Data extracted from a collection
※ ※ ※

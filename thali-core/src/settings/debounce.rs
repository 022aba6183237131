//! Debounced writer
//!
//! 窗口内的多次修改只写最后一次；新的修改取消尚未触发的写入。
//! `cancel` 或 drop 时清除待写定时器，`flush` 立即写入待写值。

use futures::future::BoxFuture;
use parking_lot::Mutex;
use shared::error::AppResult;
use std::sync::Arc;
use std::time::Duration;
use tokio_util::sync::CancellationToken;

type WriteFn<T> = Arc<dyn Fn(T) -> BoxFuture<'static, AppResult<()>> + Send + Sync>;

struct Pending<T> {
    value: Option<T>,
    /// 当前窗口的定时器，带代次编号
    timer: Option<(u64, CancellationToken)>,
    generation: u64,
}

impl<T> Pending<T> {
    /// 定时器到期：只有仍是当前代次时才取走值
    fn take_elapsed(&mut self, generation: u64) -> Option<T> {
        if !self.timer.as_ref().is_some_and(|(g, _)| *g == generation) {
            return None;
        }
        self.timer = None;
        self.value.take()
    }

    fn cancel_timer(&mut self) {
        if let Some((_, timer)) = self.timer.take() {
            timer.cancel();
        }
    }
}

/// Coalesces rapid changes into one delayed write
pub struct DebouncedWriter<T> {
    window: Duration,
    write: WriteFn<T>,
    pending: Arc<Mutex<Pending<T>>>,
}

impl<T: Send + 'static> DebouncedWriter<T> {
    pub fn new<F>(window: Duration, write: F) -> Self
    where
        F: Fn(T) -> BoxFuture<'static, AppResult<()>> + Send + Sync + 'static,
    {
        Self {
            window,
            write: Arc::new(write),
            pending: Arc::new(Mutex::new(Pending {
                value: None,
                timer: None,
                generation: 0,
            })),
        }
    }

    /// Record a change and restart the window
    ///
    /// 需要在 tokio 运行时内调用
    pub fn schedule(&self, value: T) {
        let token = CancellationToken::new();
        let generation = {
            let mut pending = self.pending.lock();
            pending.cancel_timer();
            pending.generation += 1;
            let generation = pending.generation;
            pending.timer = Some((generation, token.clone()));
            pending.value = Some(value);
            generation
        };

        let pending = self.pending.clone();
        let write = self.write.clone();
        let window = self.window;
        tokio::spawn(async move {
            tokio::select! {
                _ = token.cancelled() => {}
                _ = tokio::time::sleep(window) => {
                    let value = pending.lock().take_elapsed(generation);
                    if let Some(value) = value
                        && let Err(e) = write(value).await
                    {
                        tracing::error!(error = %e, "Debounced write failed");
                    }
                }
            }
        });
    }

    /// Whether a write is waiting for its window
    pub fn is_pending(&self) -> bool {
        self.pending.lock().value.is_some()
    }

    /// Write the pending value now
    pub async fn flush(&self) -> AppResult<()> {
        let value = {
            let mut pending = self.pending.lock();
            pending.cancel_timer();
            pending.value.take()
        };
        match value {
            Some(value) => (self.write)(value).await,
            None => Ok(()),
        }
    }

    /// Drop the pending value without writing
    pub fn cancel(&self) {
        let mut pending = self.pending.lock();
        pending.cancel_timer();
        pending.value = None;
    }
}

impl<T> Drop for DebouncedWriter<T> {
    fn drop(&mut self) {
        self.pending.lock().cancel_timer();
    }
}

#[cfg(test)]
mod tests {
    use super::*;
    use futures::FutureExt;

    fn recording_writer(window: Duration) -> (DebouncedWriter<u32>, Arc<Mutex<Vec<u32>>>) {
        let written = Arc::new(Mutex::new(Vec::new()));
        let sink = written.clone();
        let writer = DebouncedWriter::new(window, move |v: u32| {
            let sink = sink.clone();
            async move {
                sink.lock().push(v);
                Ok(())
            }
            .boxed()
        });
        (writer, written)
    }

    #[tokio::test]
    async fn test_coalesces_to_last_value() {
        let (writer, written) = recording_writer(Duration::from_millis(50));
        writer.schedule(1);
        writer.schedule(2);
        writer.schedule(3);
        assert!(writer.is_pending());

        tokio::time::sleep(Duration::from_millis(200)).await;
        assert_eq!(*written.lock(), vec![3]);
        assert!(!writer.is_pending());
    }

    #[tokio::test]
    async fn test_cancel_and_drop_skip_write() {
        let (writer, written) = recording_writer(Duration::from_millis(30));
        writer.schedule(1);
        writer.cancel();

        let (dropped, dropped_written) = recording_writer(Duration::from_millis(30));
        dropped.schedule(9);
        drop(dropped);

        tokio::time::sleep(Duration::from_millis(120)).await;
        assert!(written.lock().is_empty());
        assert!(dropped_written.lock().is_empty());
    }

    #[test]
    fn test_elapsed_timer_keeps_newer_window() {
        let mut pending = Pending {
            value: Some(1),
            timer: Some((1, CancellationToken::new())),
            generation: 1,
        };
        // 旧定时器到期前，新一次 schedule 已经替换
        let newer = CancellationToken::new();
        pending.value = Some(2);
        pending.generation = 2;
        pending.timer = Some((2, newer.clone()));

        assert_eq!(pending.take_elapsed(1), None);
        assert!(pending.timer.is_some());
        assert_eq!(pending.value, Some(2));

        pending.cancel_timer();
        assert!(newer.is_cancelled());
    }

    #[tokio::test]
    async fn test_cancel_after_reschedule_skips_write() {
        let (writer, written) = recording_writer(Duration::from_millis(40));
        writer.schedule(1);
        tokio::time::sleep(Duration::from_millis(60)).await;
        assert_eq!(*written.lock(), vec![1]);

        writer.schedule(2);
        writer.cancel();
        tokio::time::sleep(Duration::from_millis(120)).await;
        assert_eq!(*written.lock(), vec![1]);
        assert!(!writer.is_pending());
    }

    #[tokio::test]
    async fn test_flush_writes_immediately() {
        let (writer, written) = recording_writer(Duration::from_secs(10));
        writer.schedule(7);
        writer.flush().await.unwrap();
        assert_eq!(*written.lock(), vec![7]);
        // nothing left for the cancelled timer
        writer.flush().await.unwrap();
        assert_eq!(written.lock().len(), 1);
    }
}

※ ※ ※

* _Your assignment_
Using the entries above, find all lines with "BoxFuture". Copy them.

* _Final answer_
use futures::future::BoxFuture;
type WriteFn<T> = Arc<dyn Fn(T) -> BoxFuture<'static, AppResult<()>> + Send + Sync>;
        F: Fn(T) -> BoxFuture<'static, AppResult<()>> + Send + Sync + 'static,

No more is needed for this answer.